City of Houston v. Dupree

129 S.W. 173, 61 Tex. Civ. App. 22, 1910 Tex. App. LEXIS 678
CourtCourt of Appeals of Texas
DecidedMay 6, 1910
StatusPublished

This text of 129 S.W. 173 (City of Houston v. Dupree) is published on Counsel Stack Legal Research, covering Court of Appeals of Texas primary law. Counsel Stack provides free access to over 12 million legal documents including statutes, case law, regulations, and constitutions.

Bluebook
City of Houston v. Dupree, 129 S.W. 173, 61 Tex. Civ. App. 22, 1910 Tex. App. LEXIS 678 (Tex. Ct. App. 1910).

Opinions

This is an action instituted in the County Court by Ed. F. Dupree against the City of Houston for damages to a mule belonging to plaintiff and alleged to have been hired by him to the city, and which was alleged to have been hitched, by direction of the foreman in charge of the work, to a flat-car loaded with gravel for the purpose of moving it a short distance, and which was injured while engaged in such work. It was alleged that the injury to the mule was the proximate consequence of the negligence of the foreman or superintendent of the work (1) in directing the mule to be driven where the ground was soft and unsafe, in consequence of which the mule got his foot caught under a cross-tie and fell across the rail of the track in front of the moving car, and (2) in failing to have a man at the brake on said car while it was being moved to prevent its running on the mule.

Defendant interposed the following defenses:

First. The hiring of the mule by the street commissioner was not in accordance with the charter of the city, and it was not bound by such contract.

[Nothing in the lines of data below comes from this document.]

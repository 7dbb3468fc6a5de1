// Closed category sets reported by the admin dashboard

/// Account roles broken out in the user section. Accounts with a role
/// outside this set exist in the store but are not reported.
#[derive(Debug, Clone, Copy, PartialEq, Eq, Hash)]
pub enum UserRole {
    Admin,
    Recruiter,
    User,
}

impl UserRole {
    pub fn as_str(self) -> &'static str {
        match self {
            UserRole::Admin => "ADMIN",
            UserRole::Recruiter => "RECRUITER",
            UserRole::User => "USER",
        }
    }
}

/// Seniority levels a job posting can target.
#[derive(Debug, Clone, Copy, PartialEq, Eq, Hash)]
pub enum JobLevel {
    Intern,
    Fresher,
    Middle,
    Senior,
    Leader,
}

impl JobLevel {
    pub fn as_str(self) -> &'static str {
        match self {
            JobLevel::Intern => "INTERN",
            JobLevel::Fresher => "FRESHER",
            JobLevel::Middle => "MIDDLE",
            JobLevel::Senior => "SENIOR",
            JobLevel::Leader => "LEADER",
        }
    }
}

/// Review pipeline states of a submitted resume.
#[derive(Debug, Clone, Copy, PartialEq, Eq, Hash)]
pub enum ResumeStatus {
    Pending,
    Reviewing,
    Approved,
    Rejected,
}

impl ResumeStatus {
    pub fn as_str(self) -> &'static str {
        match self {
            ResumeStatus::Pending => "PENDING",
            ResumeStatus::Reviewing => "REVIEWING",
            ResumeStatus::Approved => "APPROVED",
            ResumeStatus::Rejected => "REJECTED",
        }
    }
}
// Infrastructure layer - External dependencies and adapters
pub mod config;
pub mod postgres_metrics;
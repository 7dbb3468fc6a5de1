// HTTP request handlers
use crate::presentation::app_state::AppState;
use axum::{
    Json,
    extract::{Query, State},
    http::StatusCode,
    response::IntoResponse,
};
use chrono::{DateTime, Utc};
use serde::Deserialize;
use serde_json::json;
use std::sync::Arc;

#[derive(Deserialize)]
pub struct StatsQuery {
    /// Report instant; defaults to the time of the call.
    pub as_of: Option<DateTime<Utc>>,
}

/// Health check endpoint
pub async fn health_check() -> &'static str {
    "ok"
}

/// Admin dashboard statistics as one JSON document
pub async fn dashboard_stats(
    Query(query): Query<StatsQuery>,
    State(state): State<Arc<AppState>>,
) -> impl IntoResponse {
    let as_of = query.as_of.unwrap_or_else(Utc::now);

    match state.dashboard_service.dashboard_stats(as_of).await {
        Ok(stats) => Json(stats).into_response(),
        Err(e) => {
            tracing::error!("Error assembling dashboard stats: {}", e);
            (
                StatusCode::SERVICE_UNAVAILABLE,
                Json(json!({ "error": e.to_string() })),
            )
                .into_response()
        }
    }
}
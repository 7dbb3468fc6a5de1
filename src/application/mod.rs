// Application layer - Use cases and data-access seams
pub mod dashboard_service;
pub mod metric_source;
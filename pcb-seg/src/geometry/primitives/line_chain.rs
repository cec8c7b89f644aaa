use anyhow::{Result, ensure};
use itertools::Itertools;
use log::debug;
use serde::{Deserialize, Serialize};

use crate::geometry::geo_traits::{CollidesWith, DistanceTo};
use crate::geometry::primitives::{Point, Seg};
use crate::util::{assertions, isqrt};
use crate::{Coord, ECoord, WCoord};

/// Ordered sequence of points joined by segments, optionally closed (last point joined to the first).
///
/// The chain owns its points and hands out referenced [`Seg`]s which borrow them.
#[derive(Clone, Debug, PartialEq, Eq, Default, Serialize, Deserialize)]
pub struct LineChain {
    points: Vec<Point>,
    closed: bool,
}

impl LineChain {
    pub fn new(points: Vec<Point>) -> Self {
        Self {
            points,
            closed: false,
        }
    }

    pub fn new_closed(points: Vec<Point>) -> Self {
        Self {
            points,
            closed: true,
        }
    }

    pub fn push(&mut self, p: Point) {
        self.points.push(p);
    }

    /// Moves point `i`, which is shared by every segment touching it
    pub fn set_point(&mut self, i: usize, p: Point) -> Result<()> {
        ensure!(
            i < self.points.len(),
            "point index {i} out of range for chain of {} points",
            self.points.len()
        );
        self.points[i] = p;
        debug_assert!(assertions::chain_segments_consistent(self));
        Ok(())
    }

    pub fn points(&self) -> &[Point] {
        &self.points
    }

    pub fn point_count(&self) -> usize {
        self.points.len()
    }

    pub fn is_closed(&self) -> bool {
        self.closed
    }

    /// Number of segments, the closing segment included for closed chains of at least 3 points
    pub fn segment_count(&self) -> usize {
        match self.points.len() {
            n if self.closed && n >= 3 => n,
            n => n.saturating_sub(1),
        }
    }

    /// Referenced segment `i`, running from point `i` to its successor
    pub fn segment(&self, i: usize) -> Option<Seg<'_>> {
        if i >= self.segment_count() {
            return None;
        }
        let next = (i + 1) % self.points.len();
        Some(Seg::referenced(&self.points[i], &self.points[next], i))
    }

    pub fn segments(&self) -> impl Iterator<Item = Seg<'_>> + Clone + '_ {
        (0..self.segment_count()).filter_map(move |i| self.segment(i))
    }

    /// Index and squared distance of the segment closest to `p`
    pub fn nearest_segment(&self, p: Point) -> Option<(usize, WCoord)> {
        self.segments()
            .map(|s| s.squared_distance(p))
            .enumerate()
            .min_by_key(|(_, sq_d)| *sq_d)
    }

    /// Index of the first segment of the chain colliding with `seg` within `clearance`
    pub fn collide_seg(&self, seg: &Seg, clearance: Coord) -> Option<usize> {
        let hit = self.segments().position(|s| s.collide(seg, clearance));
        if let Some(i) = hit {
            debug!("{seg} collides with segment {i} of chain (clearance: {clearance})");
        }
        hit
    }

    /// First pair of segments `(i, j)`, `i < j`, that touch anywhere other than at the point they share as neighbours
    pub fn self_intersecting(&self) -> Option<(usize, usize)> {
        let n_segs = self.segment_count();
        self.segments()
            .enumerate()
            .tuple_combinations()
            .find(|((i, s1), (j, s2))| {
                let adjacent = *j == i + 1 || (self.closed && n_segs >= 3 && *i == 0 && *j == n_segs - 1);
                match adjacent {
                    true => adjacent_segments_overlap(s1, s2),
                    false => s1.intersects(s2),
                }
            })
            .map(|((i, _), (j, _))| (i, j))
    }

    /// Sum of the (rounded) segment lengths
    pub fn length(&self) -> ECoord {
        self.segments().map(|s| s.length()).sum()
    }
}

/// Neighbouring segments share one point; they overlap if any other endpoint lies on the opposite segment
fn adjacent_segments_overlap(s1: &Seg, s2: &Seg) -> bool {
    let shared = match s1.b() == s2.a() {
        true => s1.b(),
        false => s1.a(),
    };
    let far_end_on = |s: &Seg, other: &Seg| {
        [s.a(), s.b()]
            .into_iter()
            .any(|p| p != shared && other.contains(p))
    };
    far_end_on(s1, s2) || far_end_on(s2, s1)
}

impl DistanceTo<Point> for LineChain {
    /// Distance to the closest segment. A single-point chain measures to its point, an empty chain is infinitely far.
    fn distance_to(&self, other: &Point) -> ECoord {
        isqrt(self.sq_distance_to(other))
    }

    fn sq_distance_to(&self, other: &Point) -> WCoord {
        match (self.nearest_segment(*other), self.points.first()) {
            (Some((_, sq_d)), _) => sq_d,
            (None, Some(p)) => p.sq_distance(other),
            (None, None) => WCoord::MAX,
        }
    }
}

impl<'b> CollidesWith<Seg<'b>> for LineChain {
    fn collides_with(&self, other: &Seg<'b>) -> bool {
        self.collide_seg(other, 0).is_some()
    }
}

Second: The work in which the mule was engaged when injured was not such as the agents of the city were authorized to do, and not in rightful prosecution of the work of the city, but foreign to said work.

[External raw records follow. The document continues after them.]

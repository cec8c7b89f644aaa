#[cfg(test)]
mod tests {
    use std::path::Path;

    use test_case::test_case;

    use pcb_seg::geometry::primitives::Point;
    use seg_probe::config::ProbeConfig;
    use seg_probe::io;
    use seg_probe::io::ext_repr::ExtQueryBatch;
    use seg_probe::io::report::ProbeReport;
    use seg_probe::io::svg_export::batch_to_svg;
    use seg_probe::probe;

    #[test_case("assets/crossings.json"; "crossings")]
    #[test_case("assets/tracks.json"; "tracks")]
    fn parallel_and_sequential_runs_agree(batch_path: &str) {
        let batch = io::read_query_batch(Path::new(batch_path)).unwrap();
        let sequential = ProbeConfig {
            parallel: false,
            ..ProbeConfig::default()
        };
        let parallel = ProbeConfig {
            parallel: true,
            ..ProbeConfig::default()
        };
        let r_seq = probe::run(&batch, sequential);
        let r_par = probe::run(&batch, parallel);

        assert_eq!(r_seq.results, r_par.results);
        assert_eq!(r_seq.results.len(), batch.queries.len());
        for (q, r) in batch.queries.iter().zip(&r_seq.results) {
            assert_eq!(q.id, r.id);
            assert_eq!(r.collide, r.violation_at.is_some());
            if r.intersection.is_some() {
                assert!(r.collide);
            }
        }
    }

    #[test]
    fn crossings_report() {
        let batch = io::read_query_batch(Path::new("assets/crossings.json")).unwrap();
        let report = probe::run(&batch, ProbeConfig::default());
        let r = &report.results;

        assert_eq!(r[0].intersection, Some(Point::new(5, 0)));
        assert_eq!(r[0].violation_at, Some(Point::new(5, 0)));
        assert_eq!(r[0].side_of_b, (-1, 1));

        assert_eq!(r[1].intersection, None);
        assert_eq!(r[1].line_intersection, Some(Point::new(20, 0)));
        assert_eq!(r[1].distance, 10);
        assert!(!r[1].collide);

        assert_eq!(r[2].intersection, Some(Point::new(10, 0)));

        assert!(r[3].collide);
        assert_eq!(r[3].clearance, 5);
        assert_eq!(r[3].violation_at, Some(Point::new(0, 0)));
        assert!(!r[4].collide);

        assert_eq!((r[5].sq_distance, r[5].distance), (25, 5));
        assert_eq!(r[5].side_of_b, (0, 0));

        assert_eq!(r[6].intersection, None);
        assert_eq!(r[6].sq_distance, 0);
        assert!(r[6].collide && r[6].collinear);
        assert_eq!(r[6].violation_at, Some(Point::new(5, 0)));

        assert_eq!(report.n_colliding, 4);
    }

    #[test]
    fn config_file_ignores_touching_endpoints() {
        let config = io::read_config(Path::new("assets/config.json")).unwrap();
        assert!(config.ignore_endpoints);
        assert!(!config.parallel);
        assert_eq!(config.svg_draw_options.stroke_width, 500.0);

        let batch = io::read_query_batch(Path::new("assets/crossings.json")).unwrap();
        let report = probe::run(&batch, config);
        assert_eq!(report.results[2].intersection, None);
        assert!(report.results[2].collide);
    }

    #[test]
    fn tracks_clearances() {
        let batch = io::read_query_batch(Path::new("assets/tracks.json")).unwrap();
        let report = probe::run(&batch, ProbeConfig::default());
        let verdicts = report.results.iter().map(|r| r.collide).collect::<Vec<_>>();
        assert_eq!(verdicts, vec![true, false, true, true, true]);
        assert_eq!(report.results[2].intersection, Some(Point::new(50_000, 50_000)));
        assert_eq!(report.results[3].distance, 20_000);
        assert_eq!(report.results[4].distance, 1);
    }

    #[test]
    fn report_and_svg_are_written() {
        let batch = io::read_query_batch(Path::new("assets/tracks.json")).unwrap();
        let config = ProbeConfig::default();
        let report = probe::run(&batch, config);

        let folder = std::env::temp_dir().join("seg_probe_test_output");
        std::fs::create_dir_all(&folder).unwrap();

        let json_path = folder.join("report_tracks.json");
        io::write_json(&report, &json_path).unwrap();
        let reread: ProbeReport = serde_json::from_reader(std::fs::File::open(&json_path).unwrap()).unwrap();
        assert_eq!(reread.results, report.results);

        let document = batch_to_svg(&batch, &report.results, config.svg_draw_options);
        let svg_string = document.to_string();
        assert!(svg_string.contains("query_4"));
        assert!(svg_string.contains("#D00000"));
        io::write_svg(&document, &folder.join("report_tracks.svg")).unwrap();
    }

    #[test]
    fn queries_at_the_edge_of_the_coordinate_range() {
        let json = r#"{
            "name": "board_edge",
            "queries": [
                { "id": 0, "a": { "start": [-2147483648, 0], "end": [2147483647, 0] }, "b": { "start": [0, -5], "end": [0, 5] } },
                { "id": 1, "a": { "start": [-2147483648, -2147483648], "end": [-2147483648, -2147483648] }, "b": { "start": [2147483647, 2147483647], "end": [2147483647, 2147483647] }, "clearance": 2147483647 }
            ]
        }"#;
        let batch: ExtQueryBatch = serde_json::from_str(json).unwrap();
        let report = probe::run(&batch, ProbeConfig::default());
        let r = &report.results;

        assert_eq!(r[0].intersection, Some(Point::new(0, 0)));
        assert!(r[0].collide);
        assert_eq!(r[0].side_of_b, (-1, 1));

        let span = 4_294_967_295_i128;
        assert_eq!(r[1].sq_distance, 2 * span * span);
        assert_eq!(r[1].distance, 6_074_000_998);
        assert!(!r[1].collide);

        let reread: ProbeReport = serde_json::from_str(&serde_json::to_string(&report).unwrap()).unwrap();
        assert_eq!(reread.results, report.results);
    }

    #[test]
    fn missing_files_are_reported() {
        assert!(io::read_query_batch(Path::new("assets/does_not_exist.json")).is_err());
        assert!(io::read_config(Path::new("assets/crossings.json")).is_err());
    }
}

Third. That the mule was in charge of plaintiff's own driver and was injured by his negligence, for which the defendant was not liable.

The case was tried with a jury which returned a verdict in favor of plaintiff for $235. From the judgment, its motion for a new trial having been overruled, defendant appeals.

The facts are substantially as follows: One J. B. Marmion, one of the aldermen of the City of Houston, and in such capacity in charge of the work of repairing the streets as street commissioner, hired of appellee the mule in question, with several others, for work on the streets of the city. They had been so hired for about a year before the accident in question and engaged in work of various kinds on the streets. This hiring was by verbal contract, but was done with the consent of the mayor with the knowledge of all the aldermen. Dupree hired and paid the drivers of the teams, but they were put under the orders of one Cage, the foreman of the work, which they were directed to obey, and worked under his direction entirely. At the time of the accident the teams were engaged in hauling gravel from a flat-car and distributing it upon a street which was being repaired. A car of gravel which was to be unloaded had been left at a place where it was not convenient of access to the wagons, and was required to be moved a short distance. After trying to move it by the use of pinchbars and pushing with the hands, Cage directed the driver of one of the teams to hitch the team to it and pull it down to the place where it was desired. He directed that the mules be hitched on the right *Page 26 side of the car, which was done, using a chain for the purpose. The track was made of fresh earth and was soft, and allowed the feet of the mules to sink in the ground, and the going was not, in fact, safe. No one was put at the brake on the car to stop it in case of accident. As the car was being moved one of the mules got his foot under the end of a cross-tie and fell across the track in front of the car and was badly injured.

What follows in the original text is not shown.